(Saved data entries)
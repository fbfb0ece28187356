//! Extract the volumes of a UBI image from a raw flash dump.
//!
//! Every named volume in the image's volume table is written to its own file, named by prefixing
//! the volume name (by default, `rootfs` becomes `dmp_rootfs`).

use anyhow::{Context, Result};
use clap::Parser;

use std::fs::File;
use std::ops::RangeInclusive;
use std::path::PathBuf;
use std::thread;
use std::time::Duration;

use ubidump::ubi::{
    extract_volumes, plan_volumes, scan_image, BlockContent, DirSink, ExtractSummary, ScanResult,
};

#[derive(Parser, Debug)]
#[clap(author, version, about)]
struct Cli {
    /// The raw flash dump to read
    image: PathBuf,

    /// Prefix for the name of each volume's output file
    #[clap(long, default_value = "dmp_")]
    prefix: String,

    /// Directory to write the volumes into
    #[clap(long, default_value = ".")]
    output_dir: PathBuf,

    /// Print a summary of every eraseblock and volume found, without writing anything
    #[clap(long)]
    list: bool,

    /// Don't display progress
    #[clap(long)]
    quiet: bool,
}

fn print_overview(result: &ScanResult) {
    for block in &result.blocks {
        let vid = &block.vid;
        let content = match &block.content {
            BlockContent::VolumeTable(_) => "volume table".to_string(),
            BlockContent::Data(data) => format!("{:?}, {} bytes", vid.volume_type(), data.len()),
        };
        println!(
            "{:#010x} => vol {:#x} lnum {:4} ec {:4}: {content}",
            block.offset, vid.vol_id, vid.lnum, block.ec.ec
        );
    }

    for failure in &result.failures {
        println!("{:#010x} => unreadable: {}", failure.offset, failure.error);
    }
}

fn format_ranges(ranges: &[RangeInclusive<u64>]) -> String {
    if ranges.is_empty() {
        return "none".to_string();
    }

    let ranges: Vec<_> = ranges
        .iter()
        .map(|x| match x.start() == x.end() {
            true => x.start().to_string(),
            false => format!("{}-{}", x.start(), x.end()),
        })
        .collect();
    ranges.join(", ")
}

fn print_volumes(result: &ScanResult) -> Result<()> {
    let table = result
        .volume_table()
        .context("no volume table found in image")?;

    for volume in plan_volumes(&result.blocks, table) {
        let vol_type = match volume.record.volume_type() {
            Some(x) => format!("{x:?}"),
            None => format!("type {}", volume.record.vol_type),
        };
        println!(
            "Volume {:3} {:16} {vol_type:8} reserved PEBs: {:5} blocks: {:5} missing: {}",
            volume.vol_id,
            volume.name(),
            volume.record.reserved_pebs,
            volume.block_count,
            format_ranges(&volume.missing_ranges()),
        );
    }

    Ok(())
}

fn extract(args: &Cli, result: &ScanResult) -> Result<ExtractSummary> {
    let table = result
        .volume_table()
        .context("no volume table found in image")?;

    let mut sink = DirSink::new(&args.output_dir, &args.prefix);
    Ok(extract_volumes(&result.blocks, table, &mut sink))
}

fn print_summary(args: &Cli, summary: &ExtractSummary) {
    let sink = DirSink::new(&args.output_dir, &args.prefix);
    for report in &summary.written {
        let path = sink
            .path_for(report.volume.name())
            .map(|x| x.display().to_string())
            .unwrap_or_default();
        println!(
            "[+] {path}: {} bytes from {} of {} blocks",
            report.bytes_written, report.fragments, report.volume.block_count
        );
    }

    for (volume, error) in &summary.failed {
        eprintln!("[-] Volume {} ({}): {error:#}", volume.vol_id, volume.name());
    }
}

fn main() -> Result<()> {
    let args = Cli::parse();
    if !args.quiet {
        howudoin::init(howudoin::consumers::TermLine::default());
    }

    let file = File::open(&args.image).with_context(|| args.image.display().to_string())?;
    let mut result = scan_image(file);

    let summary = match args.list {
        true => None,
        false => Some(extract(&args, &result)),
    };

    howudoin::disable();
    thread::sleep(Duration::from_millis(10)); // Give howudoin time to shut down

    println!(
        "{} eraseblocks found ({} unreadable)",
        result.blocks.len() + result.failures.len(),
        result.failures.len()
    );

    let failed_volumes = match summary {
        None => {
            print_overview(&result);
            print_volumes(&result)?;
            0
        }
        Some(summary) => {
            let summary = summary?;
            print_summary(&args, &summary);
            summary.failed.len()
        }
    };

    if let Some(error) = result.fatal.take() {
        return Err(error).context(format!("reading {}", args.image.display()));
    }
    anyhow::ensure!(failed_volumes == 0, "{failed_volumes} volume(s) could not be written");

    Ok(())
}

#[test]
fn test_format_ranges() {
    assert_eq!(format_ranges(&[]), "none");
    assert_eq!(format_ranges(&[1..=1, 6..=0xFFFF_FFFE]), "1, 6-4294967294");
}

...

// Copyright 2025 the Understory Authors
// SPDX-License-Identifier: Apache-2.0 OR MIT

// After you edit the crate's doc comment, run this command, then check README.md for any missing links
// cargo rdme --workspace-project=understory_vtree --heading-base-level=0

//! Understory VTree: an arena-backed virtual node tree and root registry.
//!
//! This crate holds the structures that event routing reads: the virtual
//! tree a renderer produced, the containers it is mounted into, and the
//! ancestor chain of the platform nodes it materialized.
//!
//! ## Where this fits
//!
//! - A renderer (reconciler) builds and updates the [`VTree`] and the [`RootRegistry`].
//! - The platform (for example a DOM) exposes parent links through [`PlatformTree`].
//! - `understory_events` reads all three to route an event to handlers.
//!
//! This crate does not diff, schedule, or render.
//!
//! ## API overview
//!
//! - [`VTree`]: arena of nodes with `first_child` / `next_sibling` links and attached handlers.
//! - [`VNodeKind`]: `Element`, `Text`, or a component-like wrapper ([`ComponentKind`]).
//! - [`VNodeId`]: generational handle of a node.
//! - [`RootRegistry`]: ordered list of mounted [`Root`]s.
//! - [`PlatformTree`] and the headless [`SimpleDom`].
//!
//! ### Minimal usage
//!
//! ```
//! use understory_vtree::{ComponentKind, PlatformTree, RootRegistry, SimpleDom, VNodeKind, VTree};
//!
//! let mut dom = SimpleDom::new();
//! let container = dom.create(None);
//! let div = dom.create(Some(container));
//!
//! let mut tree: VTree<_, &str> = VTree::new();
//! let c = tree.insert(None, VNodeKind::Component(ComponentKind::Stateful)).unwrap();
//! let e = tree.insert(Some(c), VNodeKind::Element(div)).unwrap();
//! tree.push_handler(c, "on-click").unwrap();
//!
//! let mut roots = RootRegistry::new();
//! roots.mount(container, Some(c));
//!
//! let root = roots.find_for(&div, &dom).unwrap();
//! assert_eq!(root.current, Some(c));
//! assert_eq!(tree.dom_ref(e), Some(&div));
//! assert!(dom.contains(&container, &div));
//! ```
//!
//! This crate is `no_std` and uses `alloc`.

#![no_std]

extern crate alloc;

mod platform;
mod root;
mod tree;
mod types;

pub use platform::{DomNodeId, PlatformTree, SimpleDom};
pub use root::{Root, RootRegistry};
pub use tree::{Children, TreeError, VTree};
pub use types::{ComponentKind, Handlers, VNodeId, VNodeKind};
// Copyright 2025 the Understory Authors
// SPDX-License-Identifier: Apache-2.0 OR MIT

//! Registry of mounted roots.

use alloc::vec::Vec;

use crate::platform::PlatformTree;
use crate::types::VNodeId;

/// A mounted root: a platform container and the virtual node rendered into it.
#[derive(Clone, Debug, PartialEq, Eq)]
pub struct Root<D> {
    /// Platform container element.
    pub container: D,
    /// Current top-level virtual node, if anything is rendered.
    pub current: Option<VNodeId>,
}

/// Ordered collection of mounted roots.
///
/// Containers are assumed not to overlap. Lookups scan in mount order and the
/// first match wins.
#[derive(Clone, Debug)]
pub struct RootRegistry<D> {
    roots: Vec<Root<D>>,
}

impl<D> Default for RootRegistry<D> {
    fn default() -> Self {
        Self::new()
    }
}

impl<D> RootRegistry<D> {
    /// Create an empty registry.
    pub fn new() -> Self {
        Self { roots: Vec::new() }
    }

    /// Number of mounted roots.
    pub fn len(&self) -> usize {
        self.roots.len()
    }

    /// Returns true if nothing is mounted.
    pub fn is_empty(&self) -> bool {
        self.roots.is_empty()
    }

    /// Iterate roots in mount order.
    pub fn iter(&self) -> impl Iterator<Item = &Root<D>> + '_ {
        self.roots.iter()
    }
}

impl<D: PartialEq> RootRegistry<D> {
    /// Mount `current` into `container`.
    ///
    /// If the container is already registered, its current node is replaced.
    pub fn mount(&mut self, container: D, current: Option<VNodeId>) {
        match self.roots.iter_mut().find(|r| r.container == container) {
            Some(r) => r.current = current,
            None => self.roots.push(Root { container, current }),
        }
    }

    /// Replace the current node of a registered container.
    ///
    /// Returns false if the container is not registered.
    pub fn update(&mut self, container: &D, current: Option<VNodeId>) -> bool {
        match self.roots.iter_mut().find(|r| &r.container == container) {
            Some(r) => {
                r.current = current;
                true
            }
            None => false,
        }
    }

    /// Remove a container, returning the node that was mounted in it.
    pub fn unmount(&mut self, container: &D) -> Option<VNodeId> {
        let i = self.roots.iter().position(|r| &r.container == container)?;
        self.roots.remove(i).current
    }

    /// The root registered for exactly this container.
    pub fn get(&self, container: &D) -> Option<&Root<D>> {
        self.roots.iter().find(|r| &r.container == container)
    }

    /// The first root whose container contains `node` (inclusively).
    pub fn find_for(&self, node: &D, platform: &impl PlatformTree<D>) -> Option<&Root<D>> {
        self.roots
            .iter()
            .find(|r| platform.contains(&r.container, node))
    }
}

==

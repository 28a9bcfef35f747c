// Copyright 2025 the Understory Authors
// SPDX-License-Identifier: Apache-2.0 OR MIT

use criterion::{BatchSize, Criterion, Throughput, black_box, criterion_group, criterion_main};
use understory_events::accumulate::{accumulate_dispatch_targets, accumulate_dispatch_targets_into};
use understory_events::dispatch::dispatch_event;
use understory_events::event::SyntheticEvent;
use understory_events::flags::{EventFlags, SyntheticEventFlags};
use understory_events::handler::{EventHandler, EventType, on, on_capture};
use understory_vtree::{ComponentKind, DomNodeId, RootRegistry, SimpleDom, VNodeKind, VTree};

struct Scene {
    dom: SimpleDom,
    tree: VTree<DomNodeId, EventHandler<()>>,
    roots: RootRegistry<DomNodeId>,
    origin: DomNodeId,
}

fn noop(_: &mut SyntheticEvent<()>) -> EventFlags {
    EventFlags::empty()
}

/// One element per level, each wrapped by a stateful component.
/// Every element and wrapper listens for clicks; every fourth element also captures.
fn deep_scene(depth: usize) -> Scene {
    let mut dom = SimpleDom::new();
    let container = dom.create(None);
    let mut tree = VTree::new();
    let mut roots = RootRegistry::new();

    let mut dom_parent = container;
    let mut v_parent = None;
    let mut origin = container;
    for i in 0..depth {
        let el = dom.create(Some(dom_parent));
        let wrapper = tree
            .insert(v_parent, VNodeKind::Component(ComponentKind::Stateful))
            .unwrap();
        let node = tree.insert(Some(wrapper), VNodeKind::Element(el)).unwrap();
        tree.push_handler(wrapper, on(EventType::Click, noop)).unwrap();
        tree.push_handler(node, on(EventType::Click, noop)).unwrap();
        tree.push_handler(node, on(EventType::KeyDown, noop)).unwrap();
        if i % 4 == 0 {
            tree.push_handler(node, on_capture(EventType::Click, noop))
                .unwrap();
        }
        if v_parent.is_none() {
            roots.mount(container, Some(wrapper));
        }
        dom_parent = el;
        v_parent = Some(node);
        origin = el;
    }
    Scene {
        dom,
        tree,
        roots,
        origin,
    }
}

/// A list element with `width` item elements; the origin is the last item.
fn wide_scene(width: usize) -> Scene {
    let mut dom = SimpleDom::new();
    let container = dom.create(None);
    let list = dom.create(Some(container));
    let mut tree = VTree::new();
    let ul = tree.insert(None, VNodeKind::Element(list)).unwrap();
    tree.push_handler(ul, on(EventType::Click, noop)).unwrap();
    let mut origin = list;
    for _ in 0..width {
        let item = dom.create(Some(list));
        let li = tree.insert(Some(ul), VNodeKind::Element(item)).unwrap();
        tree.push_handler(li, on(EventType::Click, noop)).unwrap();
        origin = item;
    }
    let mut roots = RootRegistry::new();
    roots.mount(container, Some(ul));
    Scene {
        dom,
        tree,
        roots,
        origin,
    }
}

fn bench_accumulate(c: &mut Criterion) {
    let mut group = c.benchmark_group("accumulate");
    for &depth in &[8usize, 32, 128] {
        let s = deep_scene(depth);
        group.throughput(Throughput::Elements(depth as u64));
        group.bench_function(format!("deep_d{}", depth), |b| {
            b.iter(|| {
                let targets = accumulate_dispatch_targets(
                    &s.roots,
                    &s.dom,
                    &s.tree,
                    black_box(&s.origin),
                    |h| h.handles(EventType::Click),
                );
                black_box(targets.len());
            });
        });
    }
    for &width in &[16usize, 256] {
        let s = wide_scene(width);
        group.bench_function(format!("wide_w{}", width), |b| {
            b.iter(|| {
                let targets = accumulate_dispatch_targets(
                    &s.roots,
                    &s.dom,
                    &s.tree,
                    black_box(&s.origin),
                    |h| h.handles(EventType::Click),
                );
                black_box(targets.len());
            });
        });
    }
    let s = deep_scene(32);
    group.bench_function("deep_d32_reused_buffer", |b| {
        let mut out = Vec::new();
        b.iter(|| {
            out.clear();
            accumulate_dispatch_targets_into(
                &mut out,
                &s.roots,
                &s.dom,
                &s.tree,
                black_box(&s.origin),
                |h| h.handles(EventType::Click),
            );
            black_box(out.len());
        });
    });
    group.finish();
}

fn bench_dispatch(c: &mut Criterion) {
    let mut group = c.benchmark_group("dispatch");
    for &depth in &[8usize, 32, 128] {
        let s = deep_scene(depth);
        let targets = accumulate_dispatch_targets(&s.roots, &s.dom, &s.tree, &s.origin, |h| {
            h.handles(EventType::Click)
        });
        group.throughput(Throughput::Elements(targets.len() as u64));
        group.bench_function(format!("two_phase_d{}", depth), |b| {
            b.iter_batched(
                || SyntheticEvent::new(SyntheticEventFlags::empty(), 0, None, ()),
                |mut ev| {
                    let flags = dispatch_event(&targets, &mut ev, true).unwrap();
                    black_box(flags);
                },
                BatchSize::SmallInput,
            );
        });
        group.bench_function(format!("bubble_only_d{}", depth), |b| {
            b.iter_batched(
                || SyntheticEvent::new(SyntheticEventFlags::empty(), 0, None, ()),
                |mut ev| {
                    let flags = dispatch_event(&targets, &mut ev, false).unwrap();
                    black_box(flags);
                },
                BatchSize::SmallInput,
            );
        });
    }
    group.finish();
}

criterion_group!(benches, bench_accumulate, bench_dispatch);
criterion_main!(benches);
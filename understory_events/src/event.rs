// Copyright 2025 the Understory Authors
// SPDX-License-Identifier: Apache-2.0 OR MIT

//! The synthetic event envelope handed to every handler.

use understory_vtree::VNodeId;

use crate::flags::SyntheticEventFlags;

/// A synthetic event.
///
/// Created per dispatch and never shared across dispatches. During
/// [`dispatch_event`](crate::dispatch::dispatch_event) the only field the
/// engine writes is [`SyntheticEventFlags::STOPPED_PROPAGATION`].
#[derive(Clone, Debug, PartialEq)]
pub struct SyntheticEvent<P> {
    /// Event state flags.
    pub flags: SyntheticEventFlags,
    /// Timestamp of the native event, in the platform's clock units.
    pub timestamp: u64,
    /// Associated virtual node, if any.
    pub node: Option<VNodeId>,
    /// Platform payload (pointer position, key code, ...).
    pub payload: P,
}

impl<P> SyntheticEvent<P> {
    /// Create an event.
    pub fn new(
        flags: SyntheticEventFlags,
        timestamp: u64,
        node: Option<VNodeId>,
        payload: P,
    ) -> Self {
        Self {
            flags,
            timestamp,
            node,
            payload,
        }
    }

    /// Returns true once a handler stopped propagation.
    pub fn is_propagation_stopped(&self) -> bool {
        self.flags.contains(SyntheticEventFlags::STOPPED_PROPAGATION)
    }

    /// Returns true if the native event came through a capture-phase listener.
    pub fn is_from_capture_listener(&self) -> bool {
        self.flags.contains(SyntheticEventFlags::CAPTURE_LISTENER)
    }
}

* [Task description] With "Clone" as the word to match, copy each line of the records that has it.

* [Result below]
#[derive(Clone, Debug, PartialEq, Eq)]
#[derive(Clone, Debug)]
#[derive(Clone, Debug, PartialEq)]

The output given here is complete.